Storing intermediate results of a Composite Model #841

olivierlabayle · 2021-09-16T17:09:55Z

Hi!

Is your feature request related to a problem? Please describe.
I am trying to use the learning network API and would like to store additional results in the fitresult of my composite model. Could you provide some guidance on how to do this properly?

Describe the solution you'd like
Ideally I'd like to be able to store the value of any node that was computed at training time.

Describe alternatives you've considered
It seems that only the submodels fitresults are natively stored, so one way to do it I guess would to define some kind of ResultModel as a submodel for whatever value I would like and compute the result in the fit! function of this model.

Additional context

I must add that the learning network I am trying to build is not regular in that it will never be used for prediction however I feel that what I'm trying to do may be of general use in MLJ.
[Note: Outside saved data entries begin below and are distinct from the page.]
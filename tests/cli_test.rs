//! Integration tests for the recom-verify binary.
// The cargo_bin function is marked deprecated in favor of cargo_bin! macro,
// but both work correctly. Suppressing until assert_cmd stabilizes the new API.
#![allow(deprecated)]

use assert_cmd::cargo::cargo_bin;
use assert_cmd::Command;
use predicates::prelude::*;
use std::fs;
use tempfile::TempDir;

fn verify_cmd(project: &TempDir) -> Command {
    let mut cmd = Command::new(cargo_bin("recom-verify"));
    cmd.current_dir(project.path());
    cmd.env_remove("RECOM_PYTHON");
    cmd.env("NO_COLOR", "1");
    cmd
}

fn write_config(project: &TempDir, config: &str) {
    let dir = project.path().join(".recom");
    fs::create_dir_all(&dir).unwrap();
    fs::write(dir.join("verify.yml"), config).unwrap();
}

#[test]
fn cli_shows_help() -> Result<(), Box<dyn std::error::Error>> {
    let mut cmd = Command::new(cargo_bin("recom-verify"));
    cmd.arg("--help");
    cmd.assert()
        .success()
        .stdout(predicate::str::contains(
            "Verify that a ReCom development environment is ready to use",
        ))
        .stdout(predicate::str::contains("--python"));
    Ok(())
}

#[test]
fn cli_shows_version() -> Result<(), Box<dyn std::error::Error>> {
    let mut cmd = Command::new(cargo_bin("recom-verify"));
    cmd.arg("--version");
    cmd.assert()
        .success()
        .stdout(predicate::str::contains(env!("CARGO_PKG_VERSION")));
    Ok(())
}

#[test]
fn cli_rejects_unknown_flag() -> Result<(), Box<dyn std::error::Error>> {
    let mut cmd = Command::new(cargo_bin("recom-verify"));
    cmd.arg("--frobnicate");
    cmd.assert().failure();
    Ok(())
}

#[test]
fn cli_unusable_interpreter_exits_one() -> Result<(), Box<dyn std::error::Error>> {
    let temp = TempDir::new()?;
    let mut cmd = verify_cmd(&temp);
    cmd.arg("--python").arg(temp.path().join("no-such-python"));
    cmd.assert()
        .code(1)
        .stdout(predicate::str::contains("ReCom Setup Verification"))
        .stdout(predicate::str::contains("CHECKING PYTHON VERSION"))
        .stdout(predicate::str::contains("VERIFICATION SUMMARY"))
        .stdout(predicate::str::contains("Git repository not initialized"))
        .stdout(predicate::str::contains("Common fixes:"));
    Ok(())
}

#[test]
fn cli_python_env_var_is_honored() -> Result<(), Box<dyn std::error::Error>> {
    let temp = TempDir::new()?;
    let mut cmd = verify_cmd(&temp);
    cmd.env("RECOM_PYTHON", temp.path().join("no-such-python"));
    cmd.assert()
        .code(1)
        .stdout(predicate::str::contains("no-such-python"));
    Ok(())
}

#[test]
fn cli_quiet_hides_per_item_lines() -> Result<(), Box<dyn std::error::Error>> {
    let temp = TempDir::new()?;
    let mut cmd = verify_cmd(&temp);
    cmd.arg("--quiet")
        .arg("--python")
        .arg(temp.path().join("no-such-python"));
    cmd.assert()
        .code(1)
        .stdout(predicate::str::contains("Setup Verification").not())
        .stdout(predicate::str::contains("CHECKING").not())
        .stdout(predicate::str::contains("data/ NOT FOUND"))
        .stdout(predicate::str::contains("Some checks failed"));
    Ok(())
}

#[test]
fn cli_invalid_config_exits_one() -> Result<(), Box<dyn std::error::Error>> {
    let temp = TempDir::new()?;
    write_config(&temp, "git:\n  config_keys: []\n");
    let mut cmd = verify_cmd(&temp);
    cmd.assert()
        .code(1)
        .stdout(predicate::str::contains("Invalid configuration"));
    Ok(())
}

#[test]
fn cli_unknown_config_key_exits_one() -> Result<(), Box<dyn std::error::Error>> {
    let temp = TempDir::new()?;
    write_config(&temp, "projct_name: typo\n");
    let mut cmd = verify_cmd(&temp);
    cmd.assert()
        .code(1)
        .stdout(predicate::str::contains("Failed to parse config"));
    Ok(())
}

#[test]
fn cli_missing_explicit_config_exits_one() -> Result<(), Box<dyn std::error::Error>> {
    let temp = TempDir::new()?;
    let mut cmd = verify_cmd(&temp);
    cmd.arg("--config").arg("nope.yml");
    cmd.assert()
        .code(1)
        .stdout(predicate::str::contains("Configuration not found"));
    Ok(())
}

#[test]
fn cli_project_flag_selects_root() -> Result<(), Box<dyn std::error::Error>> {
    let project = TempDir::new()?;
    write_config(&project, "project_name: Elsewhere\n");
    let cwd = TempDir::new()?;

    let mut cmd = verify_cmd(&cwd);
    cmd.arg("--project")
        .arg(project.path())
        .arg("--python")
        .arg(project.path().join("no-such-python"));
    cmd.assert()
        .code(1)
        .stdout(predicate::str::contains("Elsewhere Setup Verification"));
    Ok(())
}

#[cfg(unix)]
mod with_stub_tools {
    use super::*;
    use std::os::unix::fs::PermissionsExt;
    use std::path::{Path, PathBuf};

    fn script(dir: &Path, name: &str, body: &str) -> PathBuf {
        let path = dir.join(name);
        fs::write(&path, format!("#!/bin/sh\n{}", body)).unwrap();
        fs::set_permissions(&path, fs::Permissions::from_mode(0o755)).unwrap();
        path
    }

    /// A python that reports `version` and imports everything, and a git
    /// with a configured identity.
    fn install_tools(tools: &TempDir, version: &str) -> (PathBuf, PathBuf) {
        let python = script(
            tools.path(),
            "python3",
            &format!(
                "case \"$2\" in\n  *version_info*) printf '{}\\nLinux\\n6.1.0\\n' ;;\n  *) echo 2.1.0 ;;\nesac\n",
                version
            ),
        );
        let git = script(
            tools.path(),
            "git",
            "case \"$2\" in\n  user.name) echo Ada ;;\n  user.email) echo ada@example.com ;;\n  *) exit 1 ;;\nesac\n",
        );
        (python, git)
    }

    #[test]
    fn cli_complete_setup_exits_zero() -> Result<(), Box<dyn std::error::Error>> {
        let tools = TempDir::new()?;
        let (python, git) = install_tools(&tools, "3.13.0");

        let project = TempDir::new()?;
        write_config(&project, &format!("git:\n  program: {}\n", git.display()));
        for dir in [
            "data",
            "data/raw",
            "data/processed",
            "notebooks",
            "src",
            "models",
            "tests",
            "docs",
        ] {
            fs::create_dir_all(project.path().join(dir))?;
        }
        fs::create_dir(project.path().join(".git"))?;

        let mut cmd = verify_cmd(&project);
        cmd.arg("--python").arg(&python);
        cmd.assert()
            .success()
            .stdout(predicate::str::contains("Current Python version: 3.13.0"))
            .stdout(predicate::str::contains("(version: 2.1.0)"))
            .stdout(predicate::str::contains("Git user.email: ada@example.com"))
            .stdout(predicate::str::contains("All checks passed!"))
            .stdout(predicate::str::contains("NEXT STEPS"));
        Ok(())
    }

    #[test]
    fn cli_fresh_checkout_exits_one() -> Result<(), Box<dyn std::error::Error>> {
        let tools = TempDir::new()?;
        let (python, _) = install_tools(&tools, "3.11.4");
        let project = TempDir::new()?;

        let mut cmd = verify_cmd(&project);
        cmd.arg("--python").arg(&python);
        cmd.assert()
            .code(1)
            .stdout(predicate::str::contains("Python version is compatible!"))
            .stdout(predicate::str::contains(
                "data/ NOT FOUND (will be created when needed)",
            ))
            .stdout(predicate::str::contains("Git repository not initialized"))
            .stdout(predicate::str::contains("Some checks failed"));
        Ok(())
    }

    #[test]
    fn cli_old_python_exits_one() -> Result<(), Box<dyn std::error::Error>> {
        let tools = TempDir::new()?;
        let (python, _) = install_tools(&tools, "3.8.18");
        let project = TempDir::new()?;

        let mut cmd = verify_cmd(&project);
        cmd.arg("--python").arg(&python);
        cmd.assert()
            .code(1)
            .stdout(predicate::str::contains("Python version is too old"));
        Ok(())
    }

    #[test]
    fn cli_python_four_zero_exits_one() -> Result<(), Box<dyn std::error::Error>> {
        let tools = TempDir::new()?;
        let (python, _) = install_tools(&tools, "4.0.0");
        let project = TempDir::new()?;

        let mut cmd = verify_cmd(&project);
        cmd.arg("--python").arg(&python);
        cmd.assert()
            .code(1)
            .stdout(predicate::str::contains("Current Python version: 4.0.0"))
            .stdout(predicate::str::contains("Python version is too old"));
        Ok(())
    }
}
For instance, the following works fine except that I can't retrieve the value of the final node because of the anonymization in the return!. Moreover I don't think this is appropriate as I guess all computations (except fitting) would be made again each time I call the node right?

using MLJ

LinearRegressor = @load LinearRegressor pkg=MLJLinearModels verbosity = 0


mutable struct MyModel <: MLJ.DeterministicComposite
    model
end


function MLJ.fit(m::MyModel, verbosity, X, y)
    Xs = source(X)
    ys = source(y)
    mach = machine(m.model, Xs, ys)
    ypred = MLJ.predict(mach, Xs)
    μpred = node(x->mean(x), ypred)
    σpred = node((x, μ)->mean((x.-μ).^2), ypred, μpred)
    mach = machine(Deterministic(), Xs, ys; predict=σpred)
    fitresult, cache, report = return!(mach, m, verbosity)
    mach.fitresult = (σpred=σpred, fitresult...)
    return mach.fitresult, cache, report
end

X, y = make_regression(500, 5)
mach = machine(MyModel(LinearRegressor()), X, y)
fit!(mach)
fitted_params(mach)
mach.fitresult.σpred()

The text was updated successfully, but these errors were encountered:

ablaom · 2021-09-17T01:03:50Z

@olivierlabayle Thanks for raising this interesting question about creating new interface points for composite models.
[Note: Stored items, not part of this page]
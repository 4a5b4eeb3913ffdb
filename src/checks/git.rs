//! Git repository and identity check.

use std::path::{Path, PathBuf};

use crate::error::Result;
use crate::shell::{self, CommandOptions};
use crate::ui::{hints, UserInterface};

use super::Check;

/// Directory whose presence marks the project root as a repository.
pub const GIT_METADATA_DIR: &str = ".git";

/// Reads a single git configuration value.
pub trait GitConfigReader {
    /// Value of `key`, trimmed. Errors when git is missing or the key is unset.
    fn read(&self, key: &str) -> Result<String>;
}

/// Reads configuration through `git config <key>`.
#[derive(Debug, Clone)]
pub struct GitCli {
    program: PathBuf,
    cwd: PathBuf,
}

impl GitCli {
    pub fn new(program: impl Into<PathBuf>, cwd: impl Into<PathBuf>) -> Self {
        Self {
            program: program.into(),
            cwd: cwd.into(),
        }
    }
}

impl GitConfigReader for GitCli {
    fn read(&self, key: &str) -> Result<String> {
        let program = self.program.as_os_str();
        let args = ["config", key];
        let options = CommandOptions {
            cwd: Some(self.cwd.clone()),
            ..Default::default()
        };

        let result = shell::run(program, &args, &options)?
            .into_success(&shell::display_command(program, &args))?;
        Ok(result.stdout.trim().to_string())
    }
}

/// Passes when the root holds `.git` and every identity key is readable.
pub struct GitCheck<'a> {
    root: &'a Path,
    reader: &'a dyn GitConfigReader,
    keys: &'a [String],
}

impl<'a> GitCheck<'a> {
    pub fn new(root: &'a Path, reader: &'a dyn GitConfigReader, keys: &'a [String]) -> Self {
        Self { root, reader, keys }
    }

    fn is_repository(&self) -> bool {
        self.root.join(GIT_METADATA_DIR).is_dir()
    }
}

impl Check for GitCheck<'_> {
    fn name(&self) -> &str {
        "git"
    }

    fn title(&self) -> &str {
        "Checking git setup"
    }

    fn run(&self, ui: &mut dyn UserInterface) -> bool {
        if !self.is_repository() {
            ui.warning("Git repository not initialized");
            for line in hints::init_git() {
                ui.show_hint(line);
            }
            return false;
        }

        ui.success("Git repository initialized");

        for key in self.keys {
            match self.reader.read(key) {
                Ok(value) => ui.success(&format!("Git {}: {}", key, value)),
                Err(e) => {
                    tracing::debug!("git config {} failed: {}", key, e);
                    ui.warning("Git not configured or not in PATH");
                    for line in hints::configure_git() {
                        ui.show_hint(line);
                    }
                    return false;
                }
            }
        }

        true
    }
}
Of course, if you are not interested in the ordinary predict output, you could just define the predict node to be σpred with return!(machine(Xs, ys, predict=σpred), model, verbosity). But I don't think that is what you are getting at right? You are looking to add ways of accessing information in addition to what can be extracted from predict and transform (you can already define both, incidentally).

But I am interested in clarifying exactly what you want here. I see that there are two possible objectives here. Do you want the output of σpred on the training data, to be recorded somehow in the report or fitted params or are effectively seeking to add a new operation that can be called on new data, like a predict operation? That is, are we trying to record extra data as a bi-product of training, or do we want to add extra functions that dispatch on both new data and the outcomes of training?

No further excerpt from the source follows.